Biocompatible dialysis solutions when used in prevalent patients have all been associated with an increase in the CA 125 concentration in effluent. This has been shown for Trio® [202], Physioneal® [203], Balance® [201, 204], and Bicavera® [205]. It is remarkable that these solutions, which are different with regard to buffer and pH, all show this phenomenon, suggesting an increase in mesothelial cell mass [137]. The data could be interpreted as a consequence of the reduced amount of GDPs present in all solutions, but this is still speculative.

Some studies showed a decreased effluent concentration of hyaluronan [202204] while treated with biocompatible solutions. This substance has been suggested as a marker of inflammation and tissue remodeling in the peritoneal cavity. The results of studies of dialysate procollagen peptides have been equivocal [202, 203]. No consistent effects were found for effluent VEGF.

Clinical Studies

Clinical studies with biocompatible PD solutions have focused on inflow pain, correction of acid/base balance, effects on peritoneal transport, serum levels of AGEs, and whether or not an effect on residual renal function and patient survival is present.

A reduction of inflow pain on biocompatible solutions has been reported, which was statistically significant for Physioneal® [206] and just did not reach significance for Trio® [202]. This effect is likely to be due to the higher pH compared to conventional lactate buffered solutions [202]. The effect of a pure bicarbonate-based solution was less pronounced [206].
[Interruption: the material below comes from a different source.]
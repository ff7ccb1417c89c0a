pub mod api;
pub mod state;

pub use state::{create_state, EquipoState};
Replacement of lactate by bicarbonate resulted in a small increase in plasma bicarbonate in adult CAPD patients [207] and also in children treated with Bicavera® [205]. It appeared that the net bicarbonate gain was dependent on the ultrafiltration rate, plasma bicarbonate, and the bicarbonate content of the dialysis solution [208]. A comparison of a bicarbonate/lactate buffer with bicarbonate showed no differences in plasma bicarbonate or lactate concentrations [209, 210]. A randomized controlled clinical study comparing Physioneal® with the conventional solution showed that both solutions were equivalent with regard to plasma bicarbonate level and peritoneal solute transport [211]. A somewhat better ultrafiltration and a lower peritonitis incidence were also reported in that study, but these data have not been confirmed in other studies [212]. In general, no marked acute effects on peritoneal transport are present [213].
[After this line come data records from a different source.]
#[cfg(test)]
mod tests {
    use super::*;

    fn editor_base() -> HeaderEditor {
        HeaderEditor::new(vec![
            HeaderDraft::base(BASE_DETALLE),
            HeaderDraft::base(BASE_CANTIDAD),
            HeaderDraft::base(BASE_UNIDAD),
            HeaderDraft::base(BASE_UNITARIO),
            HeaderDraft::base(BASE_TOTAL),
        ])
    }

    #[test]
    fn los_custom_se_insertan_antes_del_total() {
        let mut editor = editor_base();
        editor.agregar_header("Flete", false);
        let ultimo = editor.headers.last().unwrap();
        assert_eq!(ultimo.base_header_id, Some(BASE_TOTAL));
        let penultimo = &editor.headers[editor.headers.len() - 2];
        assert_eq!(penultimo.titulo, "Flete");
        assert!(penultimo.orden < ORDEN_TOTAL);
    }

    #[test]
    fn bases_obligatorias_no_se_quitan() {
        let mut editor = editor_base();
        assert!(!editor.quitar_header("base-1"));
        assert!(!editor.quitar_header("base-4"));
        assert!(!editor.quitar_header("base-5"));
        assert!(editor.quitar_header("base-2"));
        assert!(editor.quitar_header("base-3"));
        assert_eq!(editor.headers.len(), 3);
    }

    #[test]
    fn quitar_header_limpia_referencias_en_cascada() {
        let mut editor = editor_base();
        let flete_id = editor.agregar_header("Flete", true);

        // $Total = Flete + $Unitario
        editor.agregar_operacion("base-5", OperadorCalculo::Suma);
        editor.iniciar_seleccion("base-5", 0, 0);
        assert!(editor.seleccionar_columna(&flete_id));
        assert!(editor.seleccionar_columna("base-4"));

        assert!(editor.quitar_header(&flete_id));
        let total = editor.headers.iter().find(|h| h.id == "base-5").unwrap();
        let refs: Vec<_> = total
            .operaciones
            .iter()
            .flat_map(|op| op.valores.iter())
            .filter_map(|v| v.header_ref.as_deref())
            .collect();
        assert_eq!(refs, vec!["base-4"]);
    }

    #[test]
    fn custom_con_contenido_se_archiva_y_restaura_identico() {
        let mut editor = editor_base();
        let flete_id = editor.agregar_header("Flete", false);
        let snapshot = editor
            .headers
            .iter()
            .find(|h| h.id == flete_id)
            .cloned()
            .unwrap();

        assert!(editor.quitar_header(&flete_id));
        assert_eq!(editor.opciones_custom_removidos().len(), 1);
        assert!(editor.mostrar_barra_restauracion());

        editor.restaurar_header_custom(&flete_id);
        assert!(editor.removidos.is_empty());
        let restaurado = editor.headers.iter().find(|h| h.id == flete_id).unwrap();
        assert_eq!(*restaurado, snapshot);
    }

    #[test]
    fn custom_vacuo_no_se_archiva() {
        let mut editor = editor_base();
        let id = editor.agregar_header("  ", false);
        assert!(editor.quitar_header(&id));
        assert!(editor.opciones_custom_removidos().is_empty());
    }

    #[test]
    fn bases_opcionales_se_restauran_en_su_posicion() {
        let mut editor = editor_base();
        editor.quitar_header("base-2");
        assert_eq!(editor.headers_base_disponibles(), vec![BASE_CANTIDAD]);

        editor.restaurar_header_base(BASE_CANTIDAD);
        assert!(editor.headers_base_disponibles().is_empty());
        assert_eq!(editor.headers[1].base_header_id, Some(BASE_CANTIDAD));

        // Restaurar algo ya presente no duplica.
        editor.restaurar_header_base(BASE_CANTIDAD);
        assert_eq!(editor.headers.len(), 5);
    }

    #[test]
    fn restaurar_cantidad_religa_el_calculo_del_total() {
        let mut editor = editor_base();
        editor.quitar_header("base-2");

        editor.restaurar_header_base(BASE_CANTIDAD);
        let total = editor.headers.iter().find(|h| h.id == "base-5").unwrap();
        assert_eq!(total.operaciones.len(), 1);
        assert_eq!(total.operaciones[0].operador, OperadorCalculo::Multiplicacion);
        let refs: Vec<_> = total.operaciones[0]
            .valores
            .iter()
            .filter_map(|v| v.header_ref.as_deref())
            .collect();
        assert_eq!(refs, vec!["base-2", "base-4"]);
    }

    #[test]
    fn restaurar_cantidad_suma_el_operando_a_un_calculo_existente() {
        let mut editor = editor_base();
        editor.quitar_header("base-2");

        // $Total = Flete + $Unitario, armado sin Cantidad en la tabla.
        let flete_id = editor.agregar_header("Flete", true);
        editor.agregar_operacion("base-5", OperadorCalculo::Suma);
        editor.iniciar_seleccion("base-5", 0, 0);
        assert!(editor.seleccionar_columna(&flete_id));
        assert!(editor.seleccionar_columna("base-4"));

        editor.restaurar_header_base(BASE_CANTIDAD);
        let total = editor.headers.iter().find(|h| h.id == "base-5").unwrap();
        assert_eq!(total.operaciones.len(), 1);
        let refs: Vec<_> = total.operaciones[0]
            .valores
            .iter()
            .filter_map(|v| v.header_ref.as_deref())
            .collect();
        assert_eq!(refs, vec![flete_id.as_str(), "base-4", "base-2"]);

        // Si Cantidad ya participa, restaurar de nuevo no duplica el operando.
        editor.restaurar_header_base(BASE_CANTIDAD);
        let total = editor.headers.iter().find(|h| h.id == "base-5").unwrap();
        assert_eq!(total.operaciones[0].valores.len(), 3);
    }

    #[test]
    fn reordenar_respeta_columnas_fijas() {
        let mut editor = editor_base();
        let flete_id = editor.agregar_header("Flete", false);
        let seguro_id = editor.agregar_header("Seguro", false);

        let antes: Vec<String> = editor.headers.iter().map(|h| h.id.clone()).collect();
        editor.reordenar_headers(&[]);
        let despues: Vec<String> = editor.headers.iter().map(|h| h.id.clone()).collect();
        assert_eq!(antes, despues);

        editor.reordenar_headers(&[
            seguro_id.clone(),
            "base-3".to_string(),
            flete_id.clone(),
            "base-2".to_string(),
        ]);

        let ids: Vec<_> = editor.headers.iter().map(|h| h.id.as_str()).collect();
        assert_eq!(
            ids,
            vec![
                "base-1",
                seguro_id.as_str(),
                "base-3",
                flete_id.as_str(),
                "base-2",
                "base-4",
                "base-5",
            ]
        );
        assert_eq!(editor.headers.last().unwrap().orden, ORDEN_TOTAL);
    }

    #[test]
    fn reordenar_conserva_el_orden_relativo_de_las_no_mencionadas() {
        let mut editor = editor_base();
        let flete_id = editor.agregar_header("Flete", false);
        let seguro_id = editor.agregar_header("Seguro", false);

        editor.reordenar_headers(&[seguro_id.clone()]);

        let ids: Vec<_> = editor.headers.iter().map(|h| h.id.as_str()).collect();
        assert_eq!(
            ids,
            vec![
                "base-1",
                seguro_id.as_str(),
                "base-2",
                "base-3",
                flete_id.as_str(),
                "base-4",
                "base-5",
            ]
        );
    }

    #[test]
    fn la_primera_operacion_lleva_dos_operandos() {
        let mut editor = editor_base();
        editor.agregar_operacion("base-5", OperadorCalculo::Multiplicacion);
        let total = editor.headers.iter().find(|h| h.id == "base-5").unwrap();
        assert_eq!(total.operaciones[0].valores.len(), 2);

        editor.agregar_operacion("base-5", OperadorCalculo::Suma);
        let total = editor.headers.iter().find(|h| h.id == "base-5").unwrap();
        assert_eq!(total.operaciones[1].valores.len(), 1);
    }

    #[test]
    fn la_seleccion_excluye_objetivo_y_ya_usados() {
        let mut editor = editor_base();
        editor.agregar_operacion("base-5", OperadorCalculo::Multiplicacion);
        editor.iniciar_seleccion("base-5", 0, 0);
        assert!(editor.seleccionar_columna("base-2"));

        // La sesión avanzó al segundo slot; base-2 y base-5 quedan excluidos.
        let elegibles: Vec<_> = editor.columnas_elegibles().iter().map(|h| h.id.clone()).collect();
        assert!(!elegibles.contains(&"base-2".to_string()));
        assert!(!elegibles.contains(&"base-5".to_string()));
        assert!(elegibles.contains(&"base-4".to_string()));
        assert!(!editor.seleccionar_columna("base-2"));
    }

    #[test]
    fn completar_la_seleccion_cierra_la_sesion() {
        let mut editor = editor_base();
        editor.agregar_operacion("base-5", OperadorCalculo::Multiplicacion);
        editor.iniciar_seleccion("base-5", 0, 0);
        assert!(editor.seleccionar_columna("base-2"));
        assert!(editor.seleccion.is_some());
        assert!(editor.seleccionar_columna("base-4"));
        assert!(editor.seleccion.is_none());
    }

    #[test]
    fn cancelar_restaura_el_calculo_previo() {
        let mut editor = editor_base();
        editor.agregar_operacion("base-5", OperadorCalculo::Multiplicacion);
        editor.iniciar_seleccion("base-5", 0, 0);
        editor.seleccionar_columna("base-2");
        editor.seleccionar_columna("base-4");

        // Segunda ronda de edición sobre un cálculo ya completo.
        editor.agregar_operacion("base-5", OperadorCalculo::Suma);
        editor.cancelar_seleccion();

        let total = editor.headers.iter().find(|h| h.id == "base-5").unwrap();
        assert_eq!(total.operaciones.len(), 1);
        assert_eq!(total.operaciones[0].valores.len(), 2);
    }

    #[test]
    fn seleccionar_rechaza_ciclos() {
        let mut editor = editor_base();
        let flete_id = editor.agregar_header("Flete", false);
        let seguro_id = editor.agregar_header("Seguro", false);
        editor.responder_cantidad(&flete_id, true);
        editor.responder_cantidad(&seguro_id, true);

        // seguro = flete + $Unitario
        editor.agregar_operacion(&seguro_id, OperadorCalculo::Suma);
        editor.iniciar_seleccion(&seguro_id, 0, 0);
        assert!(editor.seleccionar_columna(&flete_id));
        assert!(editor.seleccionar_columna("base-4"));

        // flete no puede referirse a seguro: cerraría el ciclo.
        editor.agregar_operacion(&flete_id, OperadorCalculo::Suma);
        editor.iniciar_seleccion(&flete_id, 0, 0);
        assert!(!editor.seleccionar_columna(&seguro_id));
        assert!(editor.seleccionar_columna("base-2"));
    }

    #[test]
    fn quitar_valor_poda_operaciones_vacias() {
        let mut editor = editor_base();
        editor.agregar_operacion("base-5", OperadorCalculo::Multiplicacion);
        editor.iniciar_seleccion("base-5", 0, 0);
        editor.seleccionar_columna("base-2");
        editor.seleccionar_columna("base-4");

        editor.quitar_valor("base-5", 0, 0);
        editor.quitar_valor("base-5", 0, 0);
        let total = editor.headers.iter().find(|h| h.id == "base-5").unwrap();
        assert!(total.operaciones.is_empty());
    }
}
Glucose degradation products are low-molecular -weight solutes that are almost completely absorbed during a dialysis dwell. As stated above, GDPs lead to the formation of AGEs at a faster rate than glucose itself. It is therefore interesting that some clinical studies reported a reduction in the serum concentration of some AGEs while on biocompatible solutions. This has been described for total AGE and carboxymethyllysine in patients on TRIO® [214], and for imidazolone and carboxymethyllysine in the Eurobalance trial [204]. However, the decreases are small and the clinical relevance is unknown.

An unexpected effect of Balance® was found on residual renal function, which was better preserved than with the control solution [204]. These results will have to be confirmed to be sure that this effect has not been caused by chance. Another unexpected finding comes from the retrospective analysis done in Korea, where patient survival on Balance® was reported to be higher compared to treatment with conventional dialysis solutions [215]. However, the study has some methodological flaws, making the interpretation difficult. Obviously, more studies are required.

The Place of Biocompatible Solutions in Modern Peritoneal Dialysis

In vitro data, animal studies, and ex vivo data have shown beneficial effects of solutions with a reduced content of GDPs, often in combination with a higher pH and the inclusion of bicarbonate as a buffer. Clinical studies have not shown inferiority compared to the conventional solutions, and have shown some benefits, like less pain on infusion and lower serum levels of advanced glycosylation end products. It is noteworthy that, at present, the authors are not aware of any patient who developed encapsulating peritoneal sclerosis after treatment with biocompatible solutions exclusively. However, the results of more long-term studies will have to be known before determining their place in routine peritoneal dialysis.